How much did this transformation help? Recall that **the coefficient of determination** is given by:

$$R^2 = 1 - \frac{\sum_{i=1}^n (Y_i - \hat Y_i)^2}{\sum_{i=1}^n (Y_i - \bar Y)^2}$$

And is interpreted as the "percentage of variance explained".

Compare two models:

- regress `imagesCount` (Y) on `V` (X)
- regress `U` on `V`

and get the $R^2$ for each model. Remember to drop any rows with missing values before using `sm.OLS`.

As we probably expected from the modest improvement in correlation, the change in $R^2$ is also modest, but we see that improving the linear relation translates to the variance explained in by the model.

## Part II: Adjusted $R^2$ and Step-wise selection

Here is a table with the just the numeric or similar types (excludes strings, categories, variables with many missing values and a few other problematic variables).

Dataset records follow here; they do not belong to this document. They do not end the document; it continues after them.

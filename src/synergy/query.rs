//! Read-only queries over a built synergy graph

use crate::core::{CardId, CardName, NodeIndex};
use crate::loader::{CardStore, Deck};
use crate::synergy::graph::{EdgeKind, SynergyGraph};
use crate::{GoldfishError, Result};
use rustc_hash::{FxHashMap, FxHashSet};
use serde::{Deserialize, Serialize};
use std::cmp::Ordering;

/// A card adjacent to the queried one
#[derive(Debug, Clone, PartialEq, Serialize, Deserialize)]
pub struct Neighbor {
    pub card_id: CardId,
    pub name: CardName,
    pub kind: EdgeKind,
    pub weight: f64,
    pub reasons: Vec<String>,
}

/// A card outside the deck that connects to it
#[derive(Debug, Clone, PartialEq, Serialize, Deserialize)]
pub struct Suggestion {
    pub card_id: CardId,
    pub name: CardName,
    /// Summed edge weight to the deck's cards
    pub score: f64,
    /// Deck cards it has an edge to
    pub connections: usize,
    /// Deck card behind the heaviest of those edges
    pub strongest_with: CardId,
}

/// One path of combo edges, starting at the queried card
#[derive(Debug, Clone, PartialEq, Serialize, Deserialize)]
pub struct ComboChain {
    pub cards: Vec<CardId>,
    /// Product of the edge weights along the path
    pub strength: f64,
}

impl ComboChain {
    pub fn hops(&self) -> usize {
        self.cards.len().saturating_sub(1)
    }
}

#[derive(Debug, Clone, PartialEq, Serialize, Deserialize)]
pub struct GraphStats {
    pub cards: usize,
    pub edges: usize,
    pub combo_edges: usize,
    pub tribal_edges: usize,
    pub overlap_edges: usize,
    pub average_degree: f64,
    pub density: f64,
    pub snapshot: String,
    pub ruleset_version: u32,
}

/// Query handle over one graph
#[derive(Debug, Clone, Copy)]
pub struct SynergyQuery<'g> {
    graph: &'g SynergyGraph,
}

impl<'g> SynergyQuery<'g> {
    /// Query a graph without checking it against a store
    pub fn new(graph: &'g SynergyGraph) -> Self {
        SynergyQuery { graph }
    }

    /// Query a graph on behalf of `store`; fails with `GraphStale` if the
    /// graph was built from a different snapshot
    pub fn bound(graph: &'g SynergyGraph, store: &CardStore) -> Result<Self> {
        if graph.snapshot() != store.version() {
            return Err(GoldfishError::GraphStale {
                built: graph.snapshot().short().to_string(),
                current: store.version().short().to_string(),
            });
        }
        Ok(SynergyQuery { graph })
    }

    pub fn graph(&self) -> &'g SynergyGraph {
        self.graph
    }

    fn node(&self, card: &CardId) -> Result<NodeIndex> {
        self.graph
            .node_of(card)
            .ok_or_else(|| GoldfishError::NotFound(card.to_string()))
    }

    /// Neighbors with weight at least `min_weight`, heaviest first, then by
    /// name and id
    pub fn neighbors(&self, card: &CardId, min_weight: f64) -> Result<Vec<Neighbor>> {
        let node = self.node(card)?;
        let mut found: Vec<Neighbor> = self
            .graph
            .edges_of(node)
            .filter(|e| e.weight >= min_weight)
            .map(|e| {
                let other = self.graph.card(e.other(node));
                Neighbor {
                    card_id: other.id.clone(),
                    name: other.name.clone(),
                    kind: e.kind,
                    weight: e.weight,
                    reasons: e.reasons.clone(),
                }
            })
            .collect();
        found.sort_by(|a, b| {
            b.weight
                .total_cmp(&a.weight)
                .then_with(|| a.name.cmp(&b.name))
                .then_with(|| a.card_id.cmp(&b.card_id))
        });
        Ok(found)
    }

    /// Neighbors at or above `threshold` regardless of kind
    pub fn combo_pieces(&self, card: &CardId, threshold: f64) -> Result<Vec<Neighbor>> {
        self.neighbors(card, threshold)
    }

    /// Lazy depth-first walk of acyclic combo paths of 1 to `max_depth` hops
    pub fn combo_chains(&self, card: &CardId, max_depth: usize) -> Result<ComboChains<'g>> {
        let start = self.node(card)?;
        let stack = if max_depth == 0 {
            Vec::new()
        } else {
            vec![combo_successors(self.graph, start)]
        };
        Ok(ComboChains {
            graph: self.graph,
            max_depth,
            path: vec![start],
            weights: Vec::new(),
            stack,
        })
    }

    /// Cards outside the deck ranked by summed synergy weight to it
    ///
    /// Deck cards missing from the graph contribute nothing. A deck with no
    /// card in the graph at all is `NotFound`.
    pub fn rank_for_deck(&self, deck: &Deck, top_n: usize) -> Result<Vec<Suggestion>> {
        let in_deck: FxHashSet<NodeIndex> = deck.unique_cards().filter_map(|c| self.graph.node_of(&c.id)).collect();
        if in_deck.is_empty() {
            let first = deck.unique_cards().next().map(|c| c.id.to_string()).unwrap_or_default();
            return Err(GoldfishError::NotFound(first));
        }
        let mut deck_nodes: Vec<NodeIndex> = in_deck.iter().copied().collect();
        deck_nodes.sort_unstable();

        // candidate -> (score, connections, best weight, best partner)
        let mut scores: FxHashMap<NodeIndex, (f64, usize, f64, NodeIndex)> = FxHashMap::default();
        for &node in &deck_nodes {
            for edge in self.graph.edges_of(node) {
                let other = edge.other(node);
                if in_deck.contains(&other) {
                    continue;
                }
                let entry = scores.entry(other).or_insert((0.0, 0, 0.0, node));
                entry.0 += edge.weight;
                entry.1 += 1;
                if edge.weight > entry.2 {
                    entry.2 = edge.weight;
                    entry.3 = node;
                }
            }
        }

        let mut ranked: Vec<Suggestion> = scores
            .into_iter()
            .map(|(node, (score, connections, _, partner))| {
                let card = self.graph.card(node);
                Suggestion {
                    card_id: card.id.clone(),
                    name: card.name.clone(),
                    score,
                    connections,
                    strongest_with: self.graph.card(partner).id.clone(),
                }
            })
            .collect();
        ranked.sort_by(|a, b| {
            b.score
                .total_cmp(&a.score)
                .then_with(|| a.name.cmp(&b.name))
                .then_with(|| a.card_id.cmp(&b.card_id))
        });
        ranked.truncate(top_n);
        Ok(ranked)
    }

    pub fn stats(&self) -> GraphStats {
        let count = |kind: EdgeKind| self.graph.edges().iter().filter(|e| e.kind == kind).count();
        let cards = self.graph.node_count();
        let edges = self.graph.edge_count();
        GraphStats {
            cards,
            edges,
            combo_edges: count(EdgeKind::ComboPair),
            tribal_edges: count(EdgeKind::TribalMatch),
            overlap_edges: count(EdgeKind::KeywordOverlap),
            average_degree: if cards == 0 { 0.0 } else { 2.0 * edges as f64 / cards as f64 },
            density: if cards < 2 {
                0.0
            } else {
                edges as f64 / (cards as f64 * (cards - 1) as f64 / 2.0)
            },
            snapshot: self.graph.snapshot().to_string(),
            ruleset_version: self.graph.ruleset_version(),
        }
    }
}

/// Combo-edge neighbors of `node`, heaviest first, ties by name then id
fn combo_successors(graph: &SynergyGraph, node: NodeIndex) -> std::vec::IntoIter<(NodeIndex, f64)> {
    let mut next: Vec<(NodeIndex, f64)> = graph
        .edges_of(node)
        .filter(|e| e.kind == EdgeKind::ComboPair)
        .map(|e| (e.other(node), e.weight))
        .collect();
    next.sort_by(|(na, wa), (nb, wb)| match wb.total_cmp(wa) {
        Ordering::Equal => {
            let (a, b) = (graph.card(*na), graph.card(*nb));
            a.name.cmp(&b.name).then_with(|| a.id.cmp(&b.id))
        }
        other => other,
    });
    next.into_iter()
}

/// Iterator returned by [`SynergyQuery::combo_chains`]
///
/// `stack` holds one successor iterator per node on `path`.
pub struct ComboChains<'g> {
    graph: &'g SynergyGraph,
    max_depth: usize,
    path: Vec<NodeIndex>,
    weights: Vec<f64>,
    stack: Vec<std::vec::IntoIter<(NodeIndex, f64)>>,
}

impl Iterator for ComboChains<'_> {
    type Item = ComboChain;

    fn next(&mut self) -> Option<ComboChain> {
        loop {
            let frame = self.stack.last_mut()?;
            let Some((next, weight)) = frame.next() else {
                self.stack.pop();
                self.path.pop();
                self.weights.pop();
                continue;
            };
            if self.path.contains(&next) {
                continue;
            }

            self.path.push(next);
            self.weights.push(weight);
            let successors = if self.path.len() <= self.max_depth {
                combo_successors(self.graph, next)
            } else {
                Vec::new().into_iter()
            };
            self.stack.push(successors);

            return Some(ComboChain {
                cards: self.path.iter().map(|n| self.graph.card(*n).id.clone()).collect(),
                strength: self.weights.iter().product(),
            });
        }
    }
}

#[cfg(test)]
mod tests {
    use super::*;
    use crate::core::{Card, CardType, Subtype};
    use crate::loader::{DeckEntry, DeckFormat, DeckList};
    use crate::synergy::{GraphBuilder, RuleSet};

    fn creature(id: &str, name: &str, subtypes: &[&str], text: &str) -> Card {
        let mut card = Card::new(CardId::new(id), name);
        card.types.push(CardType::Creature);
        card.subtypes.extend(subtypes.iter().map(|s| Subtype::new(*s)));
        card.oracle_text = text.to_string();
        card
    }

    fn aristocrats() -> CardStore {
        CardStore::from_cards(vec![
            creature("seer", "Viscera Seer", &["vampire"], "Sacrifice a creature: Scry 1."),
            creature(
                "haruspex",
                "Grim Haruspex",
                &["human"],
                "Whenever another nontoken creature you control dies, draw a card.",
            ),
            creature(
                "pawn",
                "Pawn of Ulamog",
                &["vampire"],
                "Whenever another nontoken creature you control dies, you may create a 0/1 colorless Eldrazi Spawn creature token.",
            ),
            creature("bears", "Grizzly Bears", &["bear"], ""),
        ])
    }

    fn graph(store: &CardStore) -> SynergyGraph {
        GraphBuilder::new(RuleSet::standard().unwrap()).build(store).unwrap()
    }

    #[test]
    fn test_unknown_card_is_not_found() {
        let store = aristocrats();
        let graph = graph(&store);
        let query = SynergyQuery::new(&graph);
        let missing = CardId::new("black-lotus");
        assert!(matches!(query.neighbors(&missing, 0.0), Err(GoldfishError::NotFound(_))));
        assert!(query.combo_chains(&missing, 2).is_err());

        let bears = CardId::new("bears");
        assert!(query.neighbors(&bears, 0.0).unwrap().is_empty());
    }

    #[test]
    fn test_neighbors_sorted_by_weight() {
        let store = aristocrats();
        let graph = graph(&store);
        let query = SynergyQuery::new(&graph);
        let found = query.neighbors(&CardId::new("seer"), 0.0).unwrap();
        assert_eq!(found.len(), 2);
        assert!(found[0].weight >= found[1].weight);
        // Pawn adds token-maker + sac-outlet on top of the death trigger
        assert_eq!(found[0].card_id, CardId::new("pawn"));

        let heavy = query.neighbors(&CardId::new("seer"), 0.95).unwrap();
        assert_eq!(heavy.len(), 1);
        assert_eq!(query.combo_pieces(&CardId::new("seer"), 0.95).unwrap(), heavy);
    }

    #[test]
    fn test_combo_chains_are_acyclic_and_bounded() {
        let store = aristocrats();
        let graph = graph(&store);
        let query = SynergyQuery::new(&graph);

        let chains: Vec<ComboChain> = query.combo_chains(&CardId::new("haruspex"), 3).unwrap().collect();
        assert!(!chains.is_empty());
        for chain in &chains {
            assert!(chain.hops() >= 1 && chain.hops() <= 3);
            let unique: FxHashSet<_> = chain.cards.iter().collect();
            assert_eq!(unique.len(), chain.cards.len());
            assert_eq!(chain.cards[0], CardId::new("haruspex"));
        }
        let first = &chains[0];
        assert_eq!(first.cards, vec![CardId::new("haruspex"), CardId::new("seer")]);
        assert!(chains
            .iter()
            .any(|c| c.cards == vec![CardId::new("haruspex"), CardId::new("seer"), CardId::new("pawn")]));

        assert_eq!(query.combo_chains(&CardId::new("haruspex"), 0).unwrap().count(), 0);
        assert!(query.combo_chains(&CardId::new("haruspex"), 1).unwrap().all(|c| c.hops() == 1));
    }

    #[test]
    fn test_rank_for_deck() {
        let mut cards = vec![
            creature("seer", "Viscera Seer", &["vampire"], "Sacrifice a creature: Scry 1."),
            creature(
                "haruspex",
                "Grim Haruspex",
                &["human"],
                "Whenever another nontoken creature you control dies, draw a card.",
            ),
            creature(
                "pawn",
                "Pawn of Ulamog",
                &["vampire"],
                "Whenever another nontoken creature you control dies, you may create a 0/1 colorless Eldrazi Spawn creature token.",
            ),
        ];
        let mut swamp = Card::new(CardId::new("swamp"), "Swamp");
        swamp.types.push(CardType::Land);
        swamp.supertypes.push("basic".to_string());
        cards.push(swamp);
        let store = CardStore::from_cards(cards);
        let graph = graph(&store);

        let list = DeckList::from_entries(vec![DeckEntry::new("swamp", 36), DeckEntry::new("seer", 4)]);
        let deck = Deck::build(&list, &store, &DeckFormat::limited()).unwrap();
        let ranked = SynergyQuery::bound(&graph, &store).unwrap().rank_for_deck(&deck, 5).unwrap();

        assert_eq!(ranked.len(), 2);
        assert_eq!(ranked[0].card_id, CardId::new("pawn"));
        assert_eq!(ranked[0].strongest_with, CardId::new("seer"));
        assert_eq!(ranked[1].connections, 1);
        assert!(ranked.iter().all(|s| s.card_id != CardId::new("seer")));

        // None of the deck's cards are in this graph
        let others = GraphBuilder::new(RuleSet::standard().unwrap())
            .build_subset(&store, &[CardId::new("haruspex"), CardId::new("pawn")])
            .unwrap();
        let err = SynergyQuery::new(&others).rank_for_deck(&deck, 5).unwrap_err();
        assert!(matches!(err, GoldfishError::NotFound(_)));
    }

    #[test]
    fn test_stale_graph_is_rejected() {
        let mut store = aristocrats();
        let graph = graph(&store);
        assert!(SynergyQuery::bound(&graph, &store).is_ok());

        store.insert(creature("elf", "Llanowar Elves", &["elf"], "{T}: Add {G}."));
        assert!(matches!(
            SynergyQuery::bound(&graph, &store),
            Err(GoldfishError::GraphStale { .. })
        ));
    }

    #[test]
    fn test_stats() {
        let store = aristocrats();
        let graph = graph(&store);
        let stats = SynergyQuery::new(&graph).stats();
        assert_eq!(stats.cards, 4);
        assert_eq!(stats.edges, stats.combo_edges + stats.tribal_edges + stats.overlap_edges);
        assert!((stats.average_degree - 2.0 * stats.edges as f64 / 4.0).abs() < 1e-12);
    }
}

We've also included the reciprocal tranformation of the review scores from the previous section.


In [None]:
df_num = df_clean.drop(columns = ["googleFoodUrl", "cid", "rank",
                                  "reviewsDistribution.oneStar",
                                  "reviewsDistribution.twoStar",
                                  "reviewsDistribution.threeStar",
                                  "reviewsDistribution.fourStar",
                                  "reviewsDistribution.fiveStar",
                                  "permanentlyClosed",
                                  "isAdvertisement",
                                  "additionalInfo.Offerings.Organic_products",
                                  "additionalInfo.Recycling.Plastic_bottles",
                                  "additionalInfo.Accessibility.Assistive_hearing_loop"]).select_dtypes(include=[np.number, bool]) * 1.0
df_num = df_num.dropna()

df_num["W"] = 1 / (df_num["totalScore"].max() + 1 - df_num["totalScore"])
df_num = df_num.drop(columns = "totalScore")

df_num.shape

(189, 155)

Create a regression using `"W"` as the outcome and all remaining variables as predictors.

Print out the R squared. What percentage of the variance does this model explain?

Of course, we know that bigger models will always fit better than smaller models (we can always set any coefficient to zero in the bigger model and do at least as well as the smaller model).

Recall that adjusted $R^2$ is used to *penalize* the $R^2$ calculation to take this into account.

$$R^2_{\text{adj}} = 1 - (1 - R^2) \frac{n - 1}{n - p - 1}$$

where $p$ is the number of variables in the model.

What was the adjusted $R^2$ in the previous model? Do things look as good using that?

Here is a function that will find the adjusted $R^2$ that comes from adding an additional parameter:

In [None]:
def add_param(current, next):
  mod = sm.OLS(df_num["W"], sm.add_constant(df_num[current + [next]])).fit()
  return mod.rsquared_adj

And here is a demonstration of its use seeing what happens when we add the `No_contact_delivery` variable.







In [None]:
add_param([], "additionalInfo.Service_options.No_contact_delivery")

np.float64(0.05026755236824154)

Here is a function that will take a list of columns and find the one with the highest adj-$R^2$ when added to the model.

  

In [None]:
def find_best(current, candidates):
  rs = pd.Series({ v:add_param(current, v) for v in candidates })
  return (rs.idxmax(), rs.max())

all_cols = df_num.drop(columns = "W").columns

find_best([], all_cols)

('additionalInfo.Service_options.Delivery', 0.06278426735635045)

Use the `find_best` to apply forward step-wise regression to this table. Use 5 steps. What variables did you select? Interpret the final model in terms of coefficients and $R^2$.